Problem requirements
The lines to copy are those holding the string "queued" in the entries below.
======
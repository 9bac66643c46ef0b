/// Scheduling classes understood by [`crate::RequestScheduler`].
///
/// The class decides which end of the work queue a request is inserted at.
#[derive(Debug, Clone, Copy, PartialEq, Eq, Hash)]
pub enum TaskClass {
	/// Latency-sensitive work that directly affects interactive UX.
	///
	/// Inserted at the front: runs before everything already queued, and the
	/// most recent interactive request runs first.
	Interactive,
	/// Background work that may wait behind everything already queued.
	///
	/// Inserted at the back, FIFO relative to other background requests.
	Background,
}

impl TaskClass {
	pub(crate) const fn as_str(self) -> &'static str {
		match self {
			Self::Interactive => "interactive",
			Self::Background => "background",
		}
	}
}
======
Answer to the problem
	/// Inserted at the front: runs before everything already queued, and the
	/// Background work that may wait behind everything already queued.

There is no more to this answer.